*THE TASK:* What you produce should be every line from the data that includes "client".

*AVAILABLE DATA:*
//! Cerebras Cloud inference API.

pub mod client;
pub mod types;

pub use client::CerebrasProvider;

*TASK ANSWER:*
pub mod client;
pub use client::CerebrasProvider;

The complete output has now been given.